[WHAT TO WORK ON] Output each line of the data word for word, from the first through the line that holds "pub fn print_json<T>(&self, value: &T)", and leave off whatever follows.

[GIVEN INFORMATION]
-*-*-
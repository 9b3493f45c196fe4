use serde::Serialize;
use std::fmt::Display;

use crate::utils::errors::Result;

/// Output format configuration
#[derive(Clone, Debug)]
pub struct OutputFormat {
    pub raw: bool,
}

impl OutputFormat {
    pub fn new(raw: bool) -> Self {
        Self { raw }
    }

    /// Render a JSON-serializable value: compact when raw, indented otherwise
    pub fn render_json<T>(&self, value: &T) -> Result<String>
    where
        T: Serialize,
    {
        let rendered = if self.raw {
            serde_json::to_string(value)?
        } else {
            serde_json::to_string_pretty(value)?
        };
        Ok(rendered)
    }

    pub fn print_json<T>(&self, value: &T) -> Result<()>
    where
        T: Serialize,
    {
        println!("{}", self.render_json(value)?);
        Ok(())
    }

    /// Print tabular data - either raw (tab-separated) or formatted (column-aligned)
    pub fn print_table<T>(&self, data: &[Vec<T>])
    where
        T: Display + AsRef<str>,
    {
        for line in self.render_table(data) {
            println!("{line}");
        }
    }

    /// Print key-value pairs
    pub fn print_key_value<K, V>(&self, pairs: &[(K, V)])
    where
        K: Display + AsRef<str>,
        V: Display + AsRef<str>,
    {
        let data: Vec<Vec<String>> = pairs
            .iter()
            .map(|(k, v)| vec![k.to_string(), v.to_string()])
            .collect();

        self.print_table(&data);
    }

    pub fn render_table<T>(&self, data: &[Vec<T>]) -> Vec<String>
    where
        T: Display + AsRef<str>,
    {
        if data.is_empty() {
            return Vec::new();
        }

        if self.raw {
            // Raw output: tab-separated values
            return data
                .iter()
                .map(|row| {
                    row.iter()
                        .map(|cell| cell.as_ref())
                        .collect::<Vec<_>>()
                        .join("\t")
                })
                .collect();
        }

        // Formatted output: column-aligned like `column -t`
        let num_cols = data.iter().map(Vec::len).max().unwrap_or(0);
        let mut col_widths = vec![0; num_cols];

        for row in data {
            for (i, cell) in row.iter().enumerate() {
                col_widths[i] = col_widths[i].max(cell.as_ref().chars().count());
            }
        }

        data.iter()
            .map(|row| {
                let formatted_cells: Vec<String> = row
                    .iter()
                    .enumerate()
                    .map(|(i, cell)| {
                        if i == row.len() - 1 {
                            // Last column - no padding needed
                            cell.to_string()
                        } else {
                            format!("{:<width$}", cell.as_ref(), width = col_widths[i])
                        }
                    })
                    .collect();
                formatted_cells.join("  ")
            })
            .collect()
    }
}
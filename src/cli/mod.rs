pub mod args;
pub mod commands;
pub mod completions;

pub use args::Cli;
pub use commands::handle_command;
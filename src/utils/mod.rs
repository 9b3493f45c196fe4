pub mod errors;
pub mod output;
pub mod paths;

pub use errors::*;
pub use output::*;
pub use paths::*;
use serde::Serialize;
use std::fmt;
use thiserror::Error;

use crate::vault::credentials::ValidationErrors;

/// Failure categories reported uniformly to whoever drives the gateway
#[derive(Debug, Clone, Copy, PartialEq, Eq, Serialize)]
#[serde(rename_all = "SCREAMING_SNAKE_CASE")]
pub enum ErrorKind {
    Validation,
    Unauthenticated,
    BadRequest,
    RemoteError,
    UnexpectedFormat,
    SessionExpiredOrRedirected,
    Network,
}

impl fmt::Display for ErrorKind {
    fn fmt(&self, f: &mut fmt::Formatter<'_>) -> fmt::Result {
        let label = match self {
            ErrorKind::Validation => "validation error",
            ErrorKind::Unauthenticated => "unauthenticated",
            ErrorKind::BadRequest => "bad request",
            ErrorKind::RemoteError => "remote error",
            ErrorKind::UnexpectedFormat => "unexpected format",
            ErrorKind::SessionExpiredOrRedirected => "session expired or redirected",
            ErrorKind::Network => "network error",
        };
        f.write_str(label)
    }
}

/// A classified failure from login, logoff or a proxied call.
///
/// `details` only ever holds a bounded preview of a downstream body.
#[derive(Error, Debug, Clone, PartialEq, Eq, Serialize)]
#[serde(rename_all = "camelCase")]
#[error("{kind}: {message}")]
pub struct GatewayFailure {
    pub kind: ErrorKind,
    pub message: String,
    #[serde(skip_serializing_if = "Option::is_none")]
    pub http_status: Option<u16>,
    #[serde(skip_serializing_if = "Option::is_none")]
    pub details: Option<String>,
}

impl GatewayFailure {
    pub fn new(kind: ErrorKind, message: impl Into<String>) -> Self {
        Self {
            kind,
            message: message.into(),
            http_status: None,
            details: None,
        }
    }

    pub fn unauthenticated(message: impl Into<String>) -> Self {
        Self::new(ErrorKind::Unauthenticated, message)
    }

    pub fn bad_request(message: impl Into<String>) -> Self {
        Self::new(ErrorKind::BadRequest, message)
    }

    pub fn unexpected_format(message: impl Into<String>) -> Self {
        Self::new(ErrorKind::UnexpectedFormat, message)
    }

    pub fn network(err: reqwest::Error) -> Self {
        Self::new(ErrorKind::Network, format!("Request could not be completed: {err}"))
    }

    pub fn with_status(mut self, status: u16) -> Self {
        self.http_status = Some(status);
        self
    }

    pub fn with_details(mut self, details: impl Into<String>) -> Self {
        self.details = Some(details.into());
        self
    }
}

impl From<ValidationErrors> for GatewayFailure {
    fn from(errors: ValidationErrors) -> Self {
        GatewayFailure::new(ErrorKind::Validation, errors.to_string())
    }
}

#[derive(Error, Debug)]
pub enum PvwaError {
    #[error(transparent)]
    Gateway(#[from] GatewayFailure),

    #[error("Invalid credentials: {0}")]
    Validation(#[from] ValidationErrors),

    #[error("Storage error: {0}")]
    Storage(String),

    #[error("IO error: {0}")]
    Io(#[from] std::io::Error),

    #[error("JSON error: {0}")]
    Json(#[from] serde_json::Error),

    #[error("YAML error: {0}")]
    Yaml(#[from] serde_yaml::Error),

    #[error("Configuration error: {0}")]
    Config(String),

    #[error("Invalid input: {0}")]
    InvalidInput(String),
}

pub type Result<T> = std::result::Result<T, PvwaError>;
//! Login, logout and forwarding for one logical user.

use chrono::{DateTime, Utc};
use reqwest::Client;
use serde::Serialize;
use serde_json::Value;

use crate::utils::errors::GatewayFailure;
use crate::vault::auth::VaultAuth;
use crate::vault::client::{ProxyResult, QueryParams, QueryValue, VaultClient, BASE_URL_PARAM};
use crate::vault::credentials::{self, LoginProfile, LoginRequest};
use crate::vault::session::{Session, SessionHolder};

pub struct Gateway {
    auth: VaultAuth,
    client: VaultClient,
    holder: SessionHolder,
    profile: Option<LoginProfile>,
}

impl Gateway {
    pub fn new(http: Client) -> Self {
        Self {
            auth: VaultAuth::new(http.clone()),
            client: VaultClient::new(http),
            holder: SessionHolder::new(),
            profile: None,
        }
    }

    /// Resume with a previously stored session
    pub fn restore(&mut self, session: Session, profile: Option<LoginProfile>) {
        self.holder.set(session);
        self.profile = profile;
    }

    pub fn session(&self) -> Option<&Session> {
        self.holder.current()
    }

    pub fn profile(&self) -> Option<&LoginProfile> {
        self.profile.as_ref()
    }

    pub fn is_authenticated(&self) -> bool {
        self.holder.is_authenticated()
    }

    /// Validate input, log on and hold the resulting session.
    ///
    /// A failed login leaves any previously held session untouched.
    pub async fn login(&mut self, request: LoginRequest) -> Result<&Session, GatewayFailure> {
        let credentials = credentials::validate(request)?;
        let seed = self.auth.acquire(&credentials).await?;

        self.profile = Some(credentials.into_profile());
        self.holder.set(seed);
        self.holder
            .current()
            .ok_or_else(|| GatewayFailure::unauthenticated("Session was not retained"))
    }

    /// Log off downstream, then clear the local session whatever the outcome
    pub async fn logout(&mut self) -> Result<(), GatewayFailure> {
        let outcome = match self.holder.current() {
            Some(session) => self.auth.logoff(&session.base_url, &session.token).await,
            None => Ok(()),
        };

        self.holder.clear();
        self.profile = None;
        outcome
    }

    /// Forward a read to the vault with the held session.
    ///
    /// The session's base URL is supplied as `baseUrl` unless the caller names
    /// another instance. Expired sessions are refused without a network call.
    pub async fn forward(&self, logical_path: &[String], params: &QueryParams) -> ProxyResult {
        let session = self
            .holder
            .current()
            .ok_or_else(|| GatewayFailure::unauthenticated("Not authenticated (no session)"))?;

        if session.is_expired() {
            tracing::warn!("Session for {} expired at {}", session.username, session.expires_at);
            return Err(GatewayFailure::unauthenticated(format!(
                "Session expired at {}. Please login again.",
                session.expires_at.to_rfc3339()
            )));
        }

        let mut params = params.clone();
        if !params.contains_key(BASE_URL_PARAM) {
            params.insert(
                BASE_URL_PARAM.to_string(),
                QueryValue::Text(session.base_url.clone()),
            );
        }

        self.client.forward(session, logical_path, &params).await
    }
}

/// Reply to a login, in the shape UI callers expect
#[derive(Debug, Serialize)]
#[serde(rename_all = "camelCase")]
pub struct LoginOutcome {
    pub success: bool,
    #[serde(skip_serializing_if = "Option::is_none")]
    pub token: Option<String>,
    #[serde(skip_serializing_if = "Option::is_none")]
    pub expires_at: Option<DateTime<Utc>>,
    #[serde(skip_serializing_if = "Option::is_none")]
    pub error: Option<GatewayFailure>,
}

impl From<Result<&Session, GatewayFailure>> for LoginOutcome {
    fn from(result: Result<&Session, GatewayFailure>) -> Self {
        match result {
            Ok(session) => Self {
                success: true,
                token: Some(session.token.clone()),
                expires_at: Some(session.expires_at),
                error: None,
            },
            Err(failure) => Self {
                success: false,
                token: None,
                expires_at: None,
                error: Some(failure),
            },
        }
    }
}

/// Reply to a logout or a forwarded call
#[derive(Debug, Serialize)]
pub struct Outcome {
    pub success: bool,
    #[serde(skip_serializing_if = "Option::is_none")]
    pub data: Option<Value>,
    #[serde(skip_serializing_if = "Option::is_none")]
    pub error: Option<GatewayFailure>,
}

impl From<Result<(), GatewayFailure>> for Outcome {
    fn from(result: Result<(), GatewayFailure>) -> Self {
        match result {
            Ok(()) => Self {
                success: true,
                data: None,
                error: None,
            },
            Err(failure) => Self {
                success: false,
                data: None,
                error: Some(failure),
            },
        }
    }
}

impl From<ProxyResult> for Outcome {
    fn from(result: ProxyResult) -> Self {
        match result {
            Ok(data) => Self {
                success: true,
                data: Some(data),
                error: None,
            },
            Err(failure) => Self {
                success: false,
                data: None,
                error: Some(failure),
            },
        }
    }
}

#[cfg(test)]
mod tests {
    use super::*;
    use crate::utils::errors::ErrorKind;

    #[test]
    fn test_login_outcome_shape() {
        let session = Session::new(
            "tok".to_string(),
            "https://v/".to_string(),
            "op".to_string(),
            Utc::now(),
        );
        let json = serde_json::to_value(LoginOutcome::from(Ok(&session))).unwrap();
        assert_eq!(json["success"], true);
        assert_eq!(json["token"], "tok");
        assert!(json.get("error").is_none());

        let failed = LoginOutcome::from(Err(GatewayFailure::unauthenticated("bad password")));
        let json = serde_json::to_value(failed).unwrap();
        assert_eq!(json["success"], false);
        assert_eq!(json["error"]["kind"], "UNAUTHENTICATED");
        assert!(json.get("token").is_none());
    }

    #[tokio::test]
    async fn test_forward_without_session_is_unauthenticated() {
        let gateway = Gateway::new(Client::new());
        let failure = gateway
            .forward(&["Accounts".to_string()], &QueryParams::new())
            .await
            .unwrap_err();
        assert_eq!(failure.kind, ErrorKind::Unauthenticated);
    }

    #[tokio::test]
    async fn test_invalid_login_input_never_leaves_validation() {
        let mut gateway = Gateway::new(Client::new());
        let failure = gateway
            .login(LoginRequest::default())
            .await
            .map(|_| ())
            .unwrap_err();
        assert_eq!(failure.kind, ErrorKind::Validation);
        assert!(!gateway.is_authenticated());
    }

    #[tokio::test]
    async fn test_logout_without_session_is_noop() {
        let mut gateway = Gateway::new(Client::new());
        assert!(gateway.logout().await.is_ok());
        assert!(!gateway.is_authenticated());
    }
}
-*-*-
[SOLUTION FOR THIS PROBLEM]
repository 9b3493f45c196fe4
use serde::Serialize;
use std::fmt::Display;

use crate::utils::errors::Result;

/// Output format configuration
#[derive(Clone, Debug)]
pub struct OutputFormat {
    pub raw: bool,
}

impl OutputFormat {
    pub fn new(raw: bool) -> Self {
        Self { raw }
    }

    /// Render a JSON-serializable value: compact when raw, indented otherwise
    pub fn render_json<T>(&self, value: &T) -> Result<String>
    where
        T: Serialize,
    {
        let rendered = if self.raw {
            serde_json::to_string(value)?
        } else {
            serde_json::to_string_pretty(value)?
        };
        Ok(rendered)
    }

    pub fn print_json<T>(&self, value: &T) -> Result<()>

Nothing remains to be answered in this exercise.